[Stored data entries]
⁂
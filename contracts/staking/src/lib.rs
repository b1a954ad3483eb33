#![no_std]

pub mod access;
pub mod events;
pub mod position;
pub mod rewards;

use soroban_sdk::{contract, contractimpl, log, symbol_short, token, Address, Env, Symbol};

pub use position::StakePosition;
use rewards::DEFAULT_APY;

// ── Storage key constants ────────────────────────────────────────────────────

const INITIALIZED: Symbol = symbol_short!("INIT");
const TOKEN: Symbol = symbol_short!("TOKEN");
const APY: Symbol = symbol_short!("APY");
const TOTAL_STAKED: Symbol = symbol_short!("TOT_STK");

const INSTANCE_TTL_THRESHOLD: u32 = 17_280;
const INSTANCE_TTL_EXTEND_TO: u32 = 518_400;

// ── Contract errors ──────────────────────────────────────────────────────────

#[soroban_sdk::contracterror]
#[derive(Copy, Clone, Debug, Eq, PartialEq)]
#[repr(u32)]
pub enum ContractError {
    NotInitialized = 1,
    AlreadyInitialized = 2,
    Unauthorized = 3,
    InvalidAmount = 4,
    InsufficientBalance = 5,
    TransferFailed = 6,
    ArithmeticOverflow = 7,
}

// ── Contract ─────────────────────────────────────────────────────────────────

#[contract]
pub struct StakingContract;

#[contractimpl]
impl StakingContract {
    // ── Initialisation ──────────────────────────────────────────────────────

    /// Bootstrap the ledger.
    ///
    /// * `owner` – the only identity allowed to change the APY, fixed forever.
    /// * `token` – SEP-41 token contract whose balances are staked.
    ///
    /// The APY starts at `DEFAULT_APY` (1 %).
    pub fn initialize(env: Env, owner: Address, token: Address) -> Result<(), ContractError> {
        if env.storage().instance().has(&INITIALIZED) {
            return Err(ContractError::AlreadyInitialized);
        }
        owner.require_auth();

        env.storage().instance().set(&INITIALIZED, &true);
        env.storage().instance().set(&TOKEN, &token);
        env.storage().instance().set(&APY, &DEFAULT_APY);
        env.storage().instance().set(&TOTAL_STAKED, &0i128);
        access::set_owner(&env, &owner);
        Self::extend_instance_ttl(&env);

        events::publish_initialized(&env, owner, token, DEFAULT_APY);

        Ok(())
    }

    // ── Owner configuration ─────────────────────────────────────────────────

    /// Replace the global APY. Owner only.
    ///
    /// No position is settled here: whatever interval is still open on an
    /// account is settled later at the rate in force at that moment.
    pub fn set_apy(env: Env, caller: Address, new_apy: u32) -> Result<(), ContractError> {
        Self::require_initialized(&env)?;
        caller.require_auth();
        access::require_owner(&env, &caller)?;

        let old_apy = Self::current_apy(&env);
        env.storage().instance().set(&APY, &new_apy);
        Self::extend_instance_ttl(&env);

        events::publish_apy_set(&env, caller, old_apy, new_apy);

        Ok(())
    }

    // ── Staking ─────────────────────────────────────────────────────────────

    /// Deposit `amount` tokens.
    ///
    /// The staker must have approved this contract as spender beforehand;
    /// the tokens are pulled with `transfer_from`. Interest on the existing
    /// principal is settled before the deposit is credited.
    pub fn stake(env: Env, staker: Address, amount: i128) -> Result<(), ContractError> {
        Self::require_initialized(&env)?;
        staker.require_auth();

        if amount <= 0 {
            return Err(ContractError::InvalidAmount);
        }

        let now = env.ledger().timestamp();
        let mut position = position::load_or_open(&env, &staker, now);

        // 1. Settle the interval on the principal as it stood.
        position.settle(Self::current_apy(&env), now)?;

        // 2. Credit the deposit.
        position.staked = position
            .staked
            .checked_add(amount)
            .ok_or(ContractError::ArithmeticOverflow)?;
        let new_total = Self::total_staked(&env)
            .checked_add(amount)
            .ok_or(ContractError::ArithmeticOverflow)?;

        // 3. Pull the tokens; nothing has been written yet if this fails.
        Self::pull_into_custody(&env, &staker, amount)?;

        position::store(&env, &staker, &position);
        Self::set_total_staked(&env, new_total);

        events::publish_staked(&env, staker, amount, position.staked, new_total);

        Ok(())
    }

    /// Return `amount` of principal to the staker.
    ///
    /// The balance is reduced *before* settlement, so the interval since the
    /// last settlement accrues on the remaining principal only. The withdrawn
    /// portion earns nothing for that interval.
    pub fn withdrawing(env: Env, staker: Address, amount: i128) -> Result<(), ContractError> {
        Self::require_initialized(&env)?;
        staker.require_auth();

        if amount <= 0 {
            return Err(ContractError::InvalidAmount);
        }

        let now = env.ledger().timestamp();
        let mut position = position::load_or_open(&env, &staker, now);
        if amount > position.staked {
            return Err(ContractError::InsufficientBalance);
        }

        // 1. Reduce principal and the global total.
        position.staked = position
            .staked
            .checked_sub(amount)
            .ok_or(ContractError::InsufficientBalance)?;
        let new_total = Self::total_staked(&env)
            .checked_sub(amount)
            .ok_or(ContractError::InsufficientBalance)?;

        // 2. Settle on the reduced principal.
        position.settle(Self::current_apy(&env), now)?;

        // 3. Release the tokens.
        Self::release_from_custody(&env, &staker, amount)?;

        position::store(&env, &staker, &position);
        Self::set_total_staked(&env, new_total);

        events::publish_withdrawn(&env, staker, amount, position.staked, new_total);

        Ok(())
    }

    // ── Rewards ─────────────────────────────────────────────────────────────

    /// Settle and compound all pending rewards into the staked balance.
    ///
    /// Returns the amount compounded. A claim with nothing pending still
    /// succeeds and only refreshes the settlement timestamp.
    pub fn claiming_rewards(env: Env, staker: Address) -> Result<i128, ContractError> {
        Self::require_initialized(&env)?;
        staker.require_auth();

        let now = env.ledger().timestamp();
        let mut position = position::load_or_open(&env, &staker, now);

        position.settle(Self::current_apy(&env), now)?;

        let reward = position.pending_rewards;
        position.pending_rewards = 0;
        position.staked = position
            .staked
            .checked_add(reward)
            .ok_or(ContractError::ArithmeticOverflow)?;
        let new_total = Self::total_staked(&env)
            .checked_add(reward)
            .ok_or(ContractError::ArithmeticOverflow)?;

        position::store(&env, &staker, &position);
        Self::set_total_staked(&env, new_total);

        events::publish_rewards_claimed(&env, staker, reward, position.staked);

        Ok(reward)
    }

    /// Move `amount` tokens from `funder` into custody without crediting any
    /// position. Compounded rewards are ledger entries only; this is how the
    /// tokens backing them reach the contract.
    pub fn fund_rewards(env: Env, funder: Address, amount: i128) -> Result<(), ContractError> {
        Self::require_initialized(&env)?;
        funder.require_auth();

        if amount <= 0 {
            return Err(ContractError::InvalidAmount);
        }

        let token_id = Self::token_address(&env)?;
        let custody = env.current_contract_address();
        let result =
            token::Client::new(&env, &token_id).try_transfer(&funder, &custody, &amount);
        if !matches!(result, Ok(Ok(()))) {
            log!(&env, "reward funding rejected by token", funder, amount);
            return Err(ContractError::TransferFailed);
        }

        events::publish_rewards_funded(&env, funder, amount);

        Ok(())
    }

    // ── View functions ───────────────────────────────────────────────────────

    /// Staked principal as of the last settlement.
    pub fn get_user_balance(env: Env, account: Address) -> i128 {
        position::load(&env, &account).map_or(0, |p| p.staked)
    }

    /// Pending rewards as of the last settlement. Does not settle; see
    /// `preview_rewards` for an as-of-now figure.
    pub fn get_user_rewards(env: Env, account: Address) -> i128 {
        position::load(&env, &account).map_or(0, |p| p.pending_rewards)
    }

    /// Pending rewards projected to the current ledger time, without writing.
    pub fn preview_rewards(env: Env, account: Address) -> Result<i128, ContractError> {
        match position::load(&env, &account) {
            Some(position) => {
                position.projected_rewards(Self::current_apy(&env), env.ledger().timestamp())
            }
            None => Ok(0),
        }
    }

    /// The full stored record. Accounts that never interacted read as zero.
    pub fn get_position(env: Env, account: Address) -> StakePosition {
        position::load(&env, &account).unwrap_or_default()
    }

    pub fn apy(env: Env) -> u32 {
        Self::current_apy(&env)
    }

    /// Sum of all staked principal.
    pub fn total_staked_balance(env: Env) -> i128 {
        Self::total_staked(&env)
    }

    /// Tokens actually held by the contract on the token ledger.
    pub fn custody_balance(env: Env) -> Result<i128, ContractError> {
        let token_id = Self::token_address(&env)?;
        Ok(token::Client::new(&env, &token_id).balance(&env.current_contract_address()))
    }

    pub fn owner(env: Env) -> Result<Address, ContractError> {
        access::owner(&env)
    }

    pub fn token(env: Env) -> Result<Address, ContractError> {
        Self::token_address(&env)
    }

    pub fn is_initialized(env: Env) -> bool {
        env.storage().instance().has(&INITIALIZED)
    }

    // ── Internal helpers ─────────────────────────────────────────────────────

    fn require_initialized(env: &Env) -> Result<(), ContractError> {
        if !env.storage().instance().has(&INITIALIZED) {
            return Err(ContractError::NotInitialized);
        }
        Ok(())
    }

    fn current_apy(env: &Env) -> u32 {
        env.storage().instance().get(&APY).unwrap_or(DEFAULT_APY)
    }

    fn total_staked(env: &Env) -> i128 {
        env.storage().instance().get(&TOTAL_STAKED).unwrap_or(0)
    }

    fn set_total_staked(env: &Env, total: i128) {
        env.storage().instance().set(&TOTAL_STAKED, &total);
        Self::extend_instance_ttl(env);
    }

    fn token_address(env: &Env) -> Result<Address, ContractError> {
        env.storage()
            .instance()
            .get(&TOKEN)
            .ok_or(ContractError::NotInitialized)
    }

    fn extend_instance_ttl(env: &Env) {
        env.storage()
            .instance()
            .extend_ttl(INSTANCE_TTL_THRESHOLD, INSTANCE_TTL_EXTEND_TO);
    }

    /// Pull `amount` from `from` into custody against the allowance `from`
    /// granted this contract.
    fn pull_into_custody(env: &Env, from: &Address, amount: i128) -> Result<(), ContractError> {
        let token_id = Self::token_address(env)?;
        let custody = env.current_contract_address();
        let result = token::Client::new(env, &token_id).try_transfer_from(
            &custody, from, &custody, &amount,
        );
        if !matches!(result, Ok(Ok(()))) {
            log!(
                env,
                "stake transfer rejected by token",
                from.clone(),
                amount
            );
            return Err(ContractError::TransferFailed);
        }
        Ok(())
    }

    fn release_from_custody(env: &Env, to: &Address, amount: i128) -> Result<(), ContractError> {
        let token_id = Self::token_address(env)?;
        let custody = env.current_contract_address();
        let result = token::Client::new(env, &token_id).try_transfer(&custody, to, &amount);
        if !matches!(result, Ok(Ok(()))) {
            log!(
                env,
                "withdrawal transfer rejected by token",
                to.clone(),
                amount
            );
            return Err(ContractError::TransferFailed);
        }
        Ok(())
    }
}

// ── Tests ─────────────────────────────────────────────────────────────────────


#[cfg(test)]
mod test_access;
⁂
• **Task brief**
Scan the records for the string "Symbol" and report each line where it occurs.

• **Written solution**
use soroban_sdk::{contract, contractimpl, log, symbol_short, token, Address, Env, Symbol};
const INITIALIZED: Symbol = symbol_short!("INIT");
const TOKEN: Symbol = symbol_short!("TOKEN");
const APY: Symbol = symbol_short!("APY");
const TOTAL_STAKED: Symbol = symbol_short!("TOT_STK");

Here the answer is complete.